O Brasil reúne condições técnicas e industriais para produzir o ingrediente farmacêutico ativo (IFA) do lenacapavir, um dos medicamentos mais promissores para prevenção e tratamento do HIV. A conclusão é de uma avaliação realizada pelo professor Rodrigo Octavio de Souza, do Instituto de Química da Universidade Federal do Rio de Janeiro (UFRJ), a pedido do Grupo de Trabalho sobre Propriedade Intelectual (GTPI/REBRIP). Segundo Rodrigo, o principal obstáculo para a produção nacional não é tecnológico, mas político.
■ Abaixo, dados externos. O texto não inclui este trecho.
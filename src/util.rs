//! Shared utility functions

/// Truncate a string to a maximum length, appending "..." if truncated.
/// Handles multi-byte characters by finding a valid char boundary.
pub fn truncate_str(s: &str, max_len: usize) -> String {
    if s.len() <= max_len {
        return s.to_string();
    }
    let suffix = "...";
    let target = max_len.saturating_sub(suffix.len());
    let mut end = target;
    while end > 0 && !s.is_char_boundary(end) {
        end -= 1;
    }
    format!("{}{}", &s[..end], suffix)
}

/// Collapse all whitespace runs in a string to single spaces and trim.
pub fn collapse_whitespace(s: &str) -> String {
    s.split_whitespace().collect::<Vec<_>>().join(" ")
}
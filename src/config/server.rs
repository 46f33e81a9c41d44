//! HTTP API server configuration

use serde::{Deserialize, Serialize};

/// HTTP API server configuration
#[derive(Debug, Clone, Serialize, Deserialize)]
pub struct ServerConfig {
    /// Listen address (e.g. "0.0.0.0:8080")
    #[serde(default = "default_listen_addr")]
    pub listen_addr: String,
    /// API keys for authentication (empty = no auth required)
    #[serde(default)]
    pub api_keys: Vec<String>,
    /// Enable permissive CORS (useful for browser-based clients)
    #[serde(default = "default_true")]
    pub cors_enabled: bool,
    /// Maximum job creations per source IP per hour
    #[serde(default = "default_rate_limit")]
    pub rate_limit_per_hour: usize,
    /// Honor X-Forwarded-For when resolving the client IP. Only enable
    /// behind a proxy you control; otherwise the rate limit is spoofable.
    #[serde(default)]
    pub trust_proxy: bool,
}

fn default_listen_addr() -> String {
    "127.0.0.1:8080".to_string()
}

fn default_true() -> bool {
    true
}

fn default_rate_limit() -> usize {
    10
}

impl Default for ServerConfig {
    fn default() -> Self {
        Self {
            listen_addr: default_listen_addr(),
            api_keys: Vec::new(),
            cors_enabled: true,
            rate_limit_per_hour: 10,
            trust_proxy: false,
        }
    }
}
O lenacapavir ganhou destaque internacional após demonstrar alta eficácia na prevenção e tratamento do HIV, inclusive em casos de HIV multirresistente. Sua principal característica é a possibilidade de esquemas terapêuticos e profiláticos com aplicações espaçadas, o que reduz a dependência do uso diário de medicamentos e pode impactar positivamente a adesão ao tratamento e às estratégias de prevenção combinada. No entanto, mesmo tendo participado dos estudos clínicos, o Brasil foi excluído dos acordos de licenciamento voluntário firmados pela farmacêutica Gilead, que permitem a produção de versões genéricas em mais de uma centena de países de baixa e média renda. Isso mantém o Brasil dependente dos preços definidos pela empresa detentora da patente.

Produção do lenacapavir no Brasil

De acordo com a avaliação técnica solicitada pelo GTPI, o Brasil possui um parque industrial de síntese orgânica fina e grupos de pesquisa com capacidade para desenvolver e produzir o IFA do lenacapavir. O processo envolve a produção de quatro fragmentos da molécula (LENA-01, LENA-02, LENA-03 e LENA-04), posteriormente combinados para formar a molécula do lenacapavir.
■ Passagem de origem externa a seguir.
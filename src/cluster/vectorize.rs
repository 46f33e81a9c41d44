//! Keyword feature vectors
//!
//! Each keyword becomes a TF-IDF vector over the stemmed tokens of the
//! whole keyword set, with four dense features appended: damped volume,
//! competition weight, word count, and damped CPC.

use crate::text::{stem_tokens, TfIdf};
use crate::types::Keyword;

/// Build one feature vector per keyword. All vectors share the same layout:
/// the sorted vocabulary first, then the dense features.
pub fn build_feature_vectors(keywords: &[Keyword]) -> Vec<Vec<f64>> {
    let token_docs: Vec<Vec<String>> = keywords.iter().map(|k| stem_tokens(&k.text)).collect();
    let tfidf = TfIdf::from_tokens(token_docs.clone());
    let vocabulary = tfidf.vocabulary();

    let term_index: std::collections::HashMap<&str, usize> = vocabulary
        .iter()
        .enumerate()
        .map(|(i, term)| (term.as_str(), i))
        .collect();

    keywords
        .iter()
        .enumerate()
        .map(|(doc_index, keyword)| {
            let mut vector = vec![0.0; vocabulary.len() + 4];
            for (term, score) in tfidf.list_terms(doc_index) {
                if let Some(&i) = term_index.get(term.as_str()) {
                    vector[i] = score;
                }
            }
            let base = vocabulary.len();
            vector[base] = ((keyword.search_volume as f64) + 1.0).ln() / 10.0;
            vector[base + 1] = keyword.competition.as_feature();
            vector[base + 2] = keyword.word_count() as f64 / 5.0;
            vector[base + 3] = (keyword.cpc_low + 1.0).ln() / 5.0;
            vector
        })
        .collect()
}

#[cfg(test)]
mod tests {
    use super::*;
    use crate::types::Competition;

    #[test]
    fn test_vector_layout_is_uniform() {
        let keywords = vec![
            Keyword::new("seo services", 1000, Competition::Low),
            Keyword::new("web design", 500, Competition::High),
        ];
        let vectors = build_feature_vectors(&keywords);
        assert_eq!(vectors.len(), 2);
        assert_eq!(vectors[0].len(), vectors[1].len());
    }

    #[test]
    fn test_dense_features() {
        let keywords = vec![Keyword::new("seo", 0, Competition::Low).with_cpc(0.0, 0.0)];
        let vectors = build_feature_vectors(&keywords);
        let n = vectors[0].len();
        // volume 0 -> ln(1)/10 = 0; competition low -> 1; one word -> 0.2; cpc 0 -> 0
        assert!((vectors[0][n - 4] - 0.0).abs() < 1e-9);
        assert!((vectors[0][n - 3] - 1.0).abs() < 1e-9);
        assert!((vectors[0][n - 2] - 0.2).abs() < 1e-9);
        assert!((vectors[0][n - 1] - 0.0).abs() < 1e-9);
    }

    #[test]
    fn test_shared_tokens_share_dimensions() {
        let keywords = vec![
            Keyword::new("seo services", 100, Competition::Low),
            Keyword::new("seo audit", 100, Competition::Low),
            Keyword::new("car insurance", 100, Competition::Low),
        ];
        let vectors = build_feature_vectors(&keywords);
        // "seo" occupies the same dimension in both seo keywords.
        let overlap_ab: f64 = vectors[0]
            .iter()
            .zip(&vectors[1])
            .map(|(a, b)| a * b)
            .sum();
        let overlap_ac: f64 = vectors[0]
            .iter()
            .zip(&vectors[2])
            .map(|(a, b)| a * b)
            .sum();
        assert!(overlap_ab > overlap_ac);
    }

    #[test]
    fn test_empty_input() {
        assert!(build_feature_vectors(&[]).is_empty());
    }
}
O custo estimado para produzir o IFA em uma indústria brasileira seria de aproximadamente US$ 7,5 mil por quilograma, valor inferior ao estimado por estudo internacional e que tende a diminuir com o aperfeiçoamento do processo produtivo e o aumento da escala de fabricação. Com base nessa estimativa, o preço do tratamento injetável seria entre R$ 294,00 e R$ 372,00 por pessoa ao ano, enquanto o custo estimado por comprimido seria entre R$ 17,20 e R$ 39,90.

Além disso, o investimento necessário para iniciar o desenvolvimento seria baixo. A análise aponta que seriam necessários cerca de R$ 1,5 milhão em investimento inicial para desenvolver a rota de síntese e produzir entre 5 e 10 quilos do ingrediente farmacêutico ativo. Esse montante permitiria estruturar a produção nacional e gerar conhecimento estratégico para futuras etapas de fabricação.

Exceção Bolar permite começar antes da licença compulsória

Para Susana van der Ploeg, coordenadora do GTPI, não é necessário sequer aguardar a emissão de uma licença compulsória para iniciar esse processo. “A legislação brasileira prevê a chamada Exceção Bolar, mecanismo que autoriza atividades de pesquisa e desenvolvimento durante a vigência da patente”, afirma. Isso inclui o desenvolvimento da rota de síntese, metodologias analíticas, formulação do medicamento, fabricação de quantidades destinadas a testes, cálculo dos custos reais de produção, registro sanitário e preparação da capacidade produtiva nacional.

Além de acelerar uma futura produção pública ou nacional, essas atividades permitem ao governo conhecer os custos reais do medicamento, fortalecer negociações de preço e reduzir a dependência do monopólio exercido pela empresa titular da patente.

A barreira é política, não técnica

Na avaliação do GTPI, as evidências demonstram que o Brasil possui conhecimento científico, infraestrutura e capacidade industrial para produzir o lenacapavir. “O conhecimento existe. Falta decisão política”, afirma Veriano Terto Jr., vice-presidente da Associação Brasileira Interdisciplinar de AIDS (ABIA).

Diante da exclusão do Brasil das licenças voluntárias e dos altos preços praticados internacionalmente, o GTPI defende que o país avance desde já na preparação para a produção nacional do medicamento, utilizando os instrumentos legais disponíveis e fortalecendo sua autonomia tecnológica.

Garantir o acesso ao lenacapavir significa reduzir a dependência de monopólios, ampliar a soberania sanitária e assegurar que uma tecnologia estratégica para o enfrentamento do HIV possa chegar ao Sistema Único de Saúde em condições compatíveis com o direito à saúde.